WORK REQUIRED:
When you find the word "RegionArena" in a line of the entries, please copy the whole line.

THE DATA:
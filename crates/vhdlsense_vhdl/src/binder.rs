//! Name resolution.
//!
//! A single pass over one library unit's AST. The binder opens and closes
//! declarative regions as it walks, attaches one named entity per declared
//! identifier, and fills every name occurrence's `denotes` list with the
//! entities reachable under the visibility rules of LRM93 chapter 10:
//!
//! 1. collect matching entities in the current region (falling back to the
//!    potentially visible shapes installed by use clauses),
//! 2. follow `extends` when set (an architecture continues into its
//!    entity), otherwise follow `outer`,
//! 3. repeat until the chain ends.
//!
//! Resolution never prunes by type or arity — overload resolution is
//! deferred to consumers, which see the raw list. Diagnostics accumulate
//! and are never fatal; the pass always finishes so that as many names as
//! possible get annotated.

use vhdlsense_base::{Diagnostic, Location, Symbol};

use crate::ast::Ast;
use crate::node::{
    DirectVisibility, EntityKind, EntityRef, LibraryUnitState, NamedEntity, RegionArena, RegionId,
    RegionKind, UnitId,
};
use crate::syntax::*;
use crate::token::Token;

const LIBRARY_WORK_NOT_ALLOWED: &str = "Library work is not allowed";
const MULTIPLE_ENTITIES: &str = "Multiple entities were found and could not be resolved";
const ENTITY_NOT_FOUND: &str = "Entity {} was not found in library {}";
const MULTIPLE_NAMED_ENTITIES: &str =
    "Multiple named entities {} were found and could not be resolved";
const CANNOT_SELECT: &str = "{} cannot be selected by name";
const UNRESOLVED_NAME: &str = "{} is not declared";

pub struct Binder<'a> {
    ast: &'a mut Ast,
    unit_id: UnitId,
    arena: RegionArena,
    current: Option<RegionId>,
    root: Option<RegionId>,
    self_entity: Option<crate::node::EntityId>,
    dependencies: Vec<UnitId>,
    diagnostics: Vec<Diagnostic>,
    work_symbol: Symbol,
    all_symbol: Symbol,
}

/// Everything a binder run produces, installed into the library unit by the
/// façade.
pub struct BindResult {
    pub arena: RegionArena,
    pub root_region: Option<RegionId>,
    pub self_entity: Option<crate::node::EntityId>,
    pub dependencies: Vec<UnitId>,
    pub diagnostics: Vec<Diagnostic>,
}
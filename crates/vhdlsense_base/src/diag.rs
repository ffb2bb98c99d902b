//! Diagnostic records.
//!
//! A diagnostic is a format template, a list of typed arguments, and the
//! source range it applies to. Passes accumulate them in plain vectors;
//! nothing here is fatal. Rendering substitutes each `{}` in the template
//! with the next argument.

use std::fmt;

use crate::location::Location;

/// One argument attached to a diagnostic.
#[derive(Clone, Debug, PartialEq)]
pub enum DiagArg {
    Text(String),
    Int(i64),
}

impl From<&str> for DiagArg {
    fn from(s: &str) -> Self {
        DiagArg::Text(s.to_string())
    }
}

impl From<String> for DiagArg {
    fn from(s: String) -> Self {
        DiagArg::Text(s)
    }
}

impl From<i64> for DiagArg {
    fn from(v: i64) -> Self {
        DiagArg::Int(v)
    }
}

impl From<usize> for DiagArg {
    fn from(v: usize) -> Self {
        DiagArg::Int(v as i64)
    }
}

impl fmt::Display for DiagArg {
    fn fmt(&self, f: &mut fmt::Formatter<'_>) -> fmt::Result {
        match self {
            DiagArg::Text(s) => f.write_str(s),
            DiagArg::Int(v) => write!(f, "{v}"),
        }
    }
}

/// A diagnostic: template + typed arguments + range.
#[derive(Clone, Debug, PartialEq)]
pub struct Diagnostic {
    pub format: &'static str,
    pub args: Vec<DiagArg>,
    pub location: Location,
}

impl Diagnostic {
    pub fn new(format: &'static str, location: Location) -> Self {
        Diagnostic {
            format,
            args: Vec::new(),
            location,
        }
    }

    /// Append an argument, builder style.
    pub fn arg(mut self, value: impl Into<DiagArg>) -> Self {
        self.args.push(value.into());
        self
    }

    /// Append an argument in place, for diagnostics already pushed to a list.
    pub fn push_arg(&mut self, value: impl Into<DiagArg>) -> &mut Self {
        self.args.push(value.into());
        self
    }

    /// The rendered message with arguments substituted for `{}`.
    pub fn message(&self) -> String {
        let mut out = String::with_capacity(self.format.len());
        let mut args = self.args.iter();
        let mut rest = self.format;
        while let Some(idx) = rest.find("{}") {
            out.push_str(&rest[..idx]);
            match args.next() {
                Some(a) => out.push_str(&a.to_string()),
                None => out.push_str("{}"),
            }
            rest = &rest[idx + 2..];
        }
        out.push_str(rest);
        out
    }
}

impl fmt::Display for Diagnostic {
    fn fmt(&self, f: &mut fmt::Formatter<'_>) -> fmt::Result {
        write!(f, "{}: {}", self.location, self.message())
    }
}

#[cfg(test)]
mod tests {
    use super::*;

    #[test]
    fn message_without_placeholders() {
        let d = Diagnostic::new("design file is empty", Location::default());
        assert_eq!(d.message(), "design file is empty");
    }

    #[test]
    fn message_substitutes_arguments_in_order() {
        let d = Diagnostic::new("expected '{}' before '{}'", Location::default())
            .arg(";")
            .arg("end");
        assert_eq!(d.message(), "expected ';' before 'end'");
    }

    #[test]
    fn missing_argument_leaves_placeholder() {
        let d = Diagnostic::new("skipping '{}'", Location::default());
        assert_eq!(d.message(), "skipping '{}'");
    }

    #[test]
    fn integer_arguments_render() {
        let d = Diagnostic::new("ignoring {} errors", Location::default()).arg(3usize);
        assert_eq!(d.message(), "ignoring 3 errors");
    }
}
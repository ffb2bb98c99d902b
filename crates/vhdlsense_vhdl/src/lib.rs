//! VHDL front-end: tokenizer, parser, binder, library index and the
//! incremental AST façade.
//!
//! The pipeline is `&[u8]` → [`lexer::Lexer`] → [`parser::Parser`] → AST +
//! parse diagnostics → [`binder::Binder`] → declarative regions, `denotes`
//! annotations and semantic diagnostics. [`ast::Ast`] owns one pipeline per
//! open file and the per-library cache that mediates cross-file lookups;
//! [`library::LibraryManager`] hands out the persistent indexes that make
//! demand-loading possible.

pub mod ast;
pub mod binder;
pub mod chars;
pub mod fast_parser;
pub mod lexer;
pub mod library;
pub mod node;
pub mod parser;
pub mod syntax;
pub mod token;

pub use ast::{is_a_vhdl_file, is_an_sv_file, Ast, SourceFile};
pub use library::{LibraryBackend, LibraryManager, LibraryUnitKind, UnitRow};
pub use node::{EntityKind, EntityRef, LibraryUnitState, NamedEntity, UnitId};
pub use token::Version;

---

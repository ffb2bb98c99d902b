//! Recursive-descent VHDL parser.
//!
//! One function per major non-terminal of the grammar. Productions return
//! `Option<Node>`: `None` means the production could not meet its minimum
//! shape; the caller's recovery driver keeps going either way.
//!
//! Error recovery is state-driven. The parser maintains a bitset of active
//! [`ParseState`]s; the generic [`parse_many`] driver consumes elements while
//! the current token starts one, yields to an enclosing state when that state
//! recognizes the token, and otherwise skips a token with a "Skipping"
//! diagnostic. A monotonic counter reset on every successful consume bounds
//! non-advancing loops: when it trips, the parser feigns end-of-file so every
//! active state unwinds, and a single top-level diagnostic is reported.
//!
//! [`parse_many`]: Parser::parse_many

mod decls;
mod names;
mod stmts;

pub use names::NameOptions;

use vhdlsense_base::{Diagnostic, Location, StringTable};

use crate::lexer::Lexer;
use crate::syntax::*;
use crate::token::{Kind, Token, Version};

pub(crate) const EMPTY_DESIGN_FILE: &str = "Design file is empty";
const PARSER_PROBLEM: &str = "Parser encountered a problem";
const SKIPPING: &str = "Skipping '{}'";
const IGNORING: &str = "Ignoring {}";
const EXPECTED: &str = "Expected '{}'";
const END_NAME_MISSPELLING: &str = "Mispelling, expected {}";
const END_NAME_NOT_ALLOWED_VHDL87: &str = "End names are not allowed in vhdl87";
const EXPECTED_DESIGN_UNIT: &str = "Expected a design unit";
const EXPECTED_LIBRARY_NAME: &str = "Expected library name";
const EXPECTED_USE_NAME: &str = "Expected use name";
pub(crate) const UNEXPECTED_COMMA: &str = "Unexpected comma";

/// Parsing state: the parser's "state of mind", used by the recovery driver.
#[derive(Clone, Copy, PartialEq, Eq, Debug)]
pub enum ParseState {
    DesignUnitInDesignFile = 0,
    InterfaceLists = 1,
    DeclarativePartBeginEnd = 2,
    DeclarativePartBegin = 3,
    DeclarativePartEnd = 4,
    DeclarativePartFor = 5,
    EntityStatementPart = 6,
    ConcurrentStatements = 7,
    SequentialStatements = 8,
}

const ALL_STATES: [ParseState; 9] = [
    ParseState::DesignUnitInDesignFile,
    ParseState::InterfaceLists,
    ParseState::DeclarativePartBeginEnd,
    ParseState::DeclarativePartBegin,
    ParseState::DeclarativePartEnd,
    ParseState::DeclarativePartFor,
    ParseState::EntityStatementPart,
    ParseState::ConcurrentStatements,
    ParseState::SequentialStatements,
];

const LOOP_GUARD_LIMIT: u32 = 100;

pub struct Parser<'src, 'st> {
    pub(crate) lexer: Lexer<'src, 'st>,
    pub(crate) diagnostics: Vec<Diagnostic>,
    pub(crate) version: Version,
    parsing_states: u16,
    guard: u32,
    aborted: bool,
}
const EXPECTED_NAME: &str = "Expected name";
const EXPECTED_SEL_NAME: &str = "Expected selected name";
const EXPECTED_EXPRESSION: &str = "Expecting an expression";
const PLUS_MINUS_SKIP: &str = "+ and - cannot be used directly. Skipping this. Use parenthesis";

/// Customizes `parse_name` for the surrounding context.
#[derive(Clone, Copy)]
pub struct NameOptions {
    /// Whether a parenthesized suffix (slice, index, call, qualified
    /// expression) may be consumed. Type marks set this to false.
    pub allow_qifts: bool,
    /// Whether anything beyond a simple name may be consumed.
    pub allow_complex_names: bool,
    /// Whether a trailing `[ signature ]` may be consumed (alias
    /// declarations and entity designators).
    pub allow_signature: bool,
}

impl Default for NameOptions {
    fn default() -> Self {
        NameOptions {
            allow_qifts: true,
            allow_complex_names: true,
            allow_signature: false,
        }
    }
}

==

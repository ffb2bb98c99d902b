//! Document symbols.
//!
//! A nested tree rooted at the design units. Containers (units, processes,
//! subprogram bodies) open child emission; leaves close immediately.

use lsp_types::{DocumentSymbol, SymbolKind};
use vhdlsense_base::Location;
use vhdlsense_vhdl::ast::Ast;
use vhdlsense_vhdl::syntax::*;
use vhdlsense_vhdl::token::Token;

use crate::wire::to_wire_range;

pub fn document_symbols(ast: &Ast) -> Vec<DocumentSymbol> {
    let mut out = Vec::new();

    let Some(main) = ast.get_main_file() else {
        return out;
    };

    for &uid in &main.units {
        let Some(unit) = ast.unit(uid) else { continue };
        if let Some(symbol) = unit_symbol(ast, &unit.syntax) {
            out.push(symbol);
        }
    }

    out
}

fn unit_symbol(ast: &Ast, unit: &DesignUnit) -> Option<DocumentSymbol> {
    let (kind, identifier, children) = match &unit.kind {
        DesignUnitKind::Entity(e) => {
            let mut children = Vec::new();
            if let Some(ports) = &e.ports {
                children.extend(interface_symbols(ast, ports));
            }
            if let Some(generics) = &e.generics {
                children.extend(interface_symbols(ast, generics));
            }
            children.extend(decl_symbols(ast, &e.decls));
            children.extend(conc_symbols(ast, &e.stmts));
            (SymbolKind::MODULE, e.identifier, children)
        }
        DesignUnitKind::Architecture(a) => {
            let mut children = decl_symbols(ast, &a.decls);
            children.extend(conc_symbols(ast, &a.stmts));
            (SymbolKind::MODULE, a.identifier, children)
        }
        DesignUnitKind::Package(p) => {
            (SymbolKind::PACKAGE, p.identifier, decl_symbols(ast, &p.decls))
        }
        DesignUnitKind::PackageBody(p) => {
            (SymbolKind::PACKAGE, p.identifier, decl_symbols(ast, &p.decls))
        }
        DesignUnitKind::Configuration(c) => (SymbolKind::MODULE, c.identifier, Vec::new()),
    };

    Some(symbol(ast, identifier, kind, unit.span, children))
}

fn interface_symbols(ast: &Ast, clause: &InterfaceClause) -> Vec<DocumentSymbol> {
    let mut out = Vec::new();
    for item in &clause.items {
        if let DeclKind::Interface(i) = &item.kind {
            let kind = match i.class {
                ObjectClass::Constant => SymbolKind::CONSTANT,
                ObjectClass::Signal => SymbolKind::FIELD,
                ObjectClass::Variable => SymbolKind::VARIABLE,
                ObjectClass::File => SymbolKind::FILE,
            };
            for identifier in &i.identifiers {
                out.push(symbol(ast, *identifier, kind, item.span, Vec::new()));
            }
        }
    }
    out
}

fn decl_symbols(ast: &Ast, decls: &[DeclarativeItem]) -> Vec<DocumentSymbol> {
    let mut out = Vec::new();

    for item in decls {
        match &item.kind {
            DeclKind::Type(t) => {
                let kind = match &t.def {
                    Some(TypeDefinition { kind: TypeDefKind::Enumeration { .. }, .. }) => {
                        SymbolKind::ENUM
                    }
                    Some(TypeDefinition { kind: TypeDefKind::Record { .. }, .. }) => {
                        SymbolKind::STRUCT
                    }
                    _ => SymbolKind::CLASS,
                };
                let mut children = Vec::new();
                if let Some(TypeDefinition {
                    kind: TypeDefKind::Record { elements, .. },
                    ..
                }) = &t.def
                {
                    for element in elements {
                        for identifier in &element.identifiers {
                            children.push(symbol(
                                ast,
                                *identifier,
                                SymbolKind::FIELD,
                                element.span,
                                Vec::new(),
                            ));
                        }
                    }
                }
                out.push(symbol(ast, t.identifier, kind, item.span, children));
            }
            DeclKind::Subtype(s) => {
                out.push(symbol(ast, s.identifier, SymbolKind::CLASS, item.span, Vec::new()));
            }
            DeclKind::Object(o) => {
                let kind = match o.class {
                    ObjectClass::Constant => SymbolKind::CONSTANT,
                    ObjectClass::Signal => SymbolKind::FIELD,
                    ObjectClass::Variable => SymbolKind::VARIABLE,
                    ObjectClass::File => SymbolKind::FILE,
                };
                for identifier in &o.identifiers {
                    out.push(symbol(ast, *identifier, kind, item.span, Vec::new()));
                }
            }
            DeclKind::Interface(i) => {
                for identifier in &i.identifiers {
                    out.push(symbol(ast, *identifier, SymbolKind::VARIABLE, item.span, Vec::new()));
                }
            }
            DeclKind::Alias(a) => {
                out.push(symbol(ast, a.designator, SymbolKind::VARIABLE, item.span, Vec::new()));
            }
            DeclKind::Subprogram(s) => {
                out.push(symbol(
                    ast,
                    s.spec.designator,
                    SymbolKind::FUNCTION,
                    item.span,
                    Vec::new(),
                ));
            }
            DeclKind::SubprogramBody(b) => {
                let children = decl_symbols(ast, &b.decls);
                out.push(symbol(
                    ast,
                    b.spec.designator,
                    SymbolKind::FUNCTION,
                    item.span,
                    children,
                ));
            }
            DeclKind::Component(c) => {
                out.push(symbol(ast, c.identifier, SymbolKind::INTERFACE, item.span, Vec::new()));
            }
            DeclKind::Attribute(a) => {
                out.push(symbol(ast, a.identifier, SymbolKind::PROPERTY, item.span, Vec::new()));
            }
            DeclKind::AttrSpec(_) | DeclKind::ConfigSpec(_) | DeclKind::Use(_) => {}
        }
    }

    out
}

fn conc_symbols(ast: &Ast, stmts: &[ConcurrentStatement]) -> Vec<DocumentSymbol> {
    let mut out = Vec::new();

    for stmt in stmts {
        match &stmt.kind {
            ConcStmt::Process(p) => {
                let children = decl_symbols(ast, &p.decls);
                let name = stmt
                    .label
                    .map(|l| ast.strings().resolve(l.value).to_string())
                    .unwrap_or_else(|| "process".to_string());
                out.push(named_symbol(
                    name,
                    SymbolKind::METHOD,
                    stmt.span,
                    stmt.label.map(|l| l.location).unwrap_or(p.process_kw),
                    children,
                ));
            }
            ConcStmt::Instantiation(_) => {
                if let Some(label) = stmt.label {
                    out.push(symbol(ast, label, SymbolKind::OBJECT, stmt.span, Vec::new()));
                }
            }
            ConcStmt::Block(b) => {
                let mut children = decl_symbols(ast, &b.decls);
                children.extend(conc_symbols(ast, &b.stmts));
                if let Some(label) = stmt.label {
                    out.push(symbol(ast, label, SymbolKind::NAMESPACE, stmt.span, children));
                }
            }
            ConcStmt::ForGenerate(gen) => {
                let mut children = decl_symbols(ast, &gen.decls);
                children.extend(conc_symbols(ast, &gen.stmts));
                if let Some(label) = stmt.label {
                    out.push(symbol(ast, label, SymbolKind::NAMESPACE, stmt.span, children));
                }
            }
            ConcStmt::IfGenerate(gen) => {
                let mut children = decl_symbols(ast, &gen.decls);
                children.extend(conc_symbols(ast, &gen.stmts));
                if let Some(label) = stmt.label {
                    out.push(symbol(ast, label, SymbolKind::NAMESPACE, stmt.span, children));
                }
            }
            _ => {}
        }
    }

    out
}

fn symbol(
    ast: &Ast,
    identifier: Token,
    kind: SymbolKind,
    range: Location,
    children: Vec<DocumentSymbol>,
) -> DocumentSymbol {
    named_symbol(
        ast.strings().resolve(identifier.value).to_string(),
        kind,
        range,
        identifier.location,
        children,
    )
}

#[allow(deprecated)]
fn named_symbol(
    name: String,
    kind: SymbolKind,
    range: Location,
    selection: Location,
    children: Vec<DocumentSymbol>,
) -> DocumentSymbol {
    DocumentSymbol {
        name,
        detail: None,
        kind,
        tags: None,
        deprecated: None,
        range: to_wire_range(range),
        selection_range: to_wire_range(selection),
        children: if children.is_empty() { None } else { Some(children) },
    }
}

ANSWER SECTION:
    DirectVisibility, EntityKind, EntityRef, LibraryUnitState, NamedEntity, RegionArena, RegionId,
    arena: RegionArena,
    pub arena: RegionArena,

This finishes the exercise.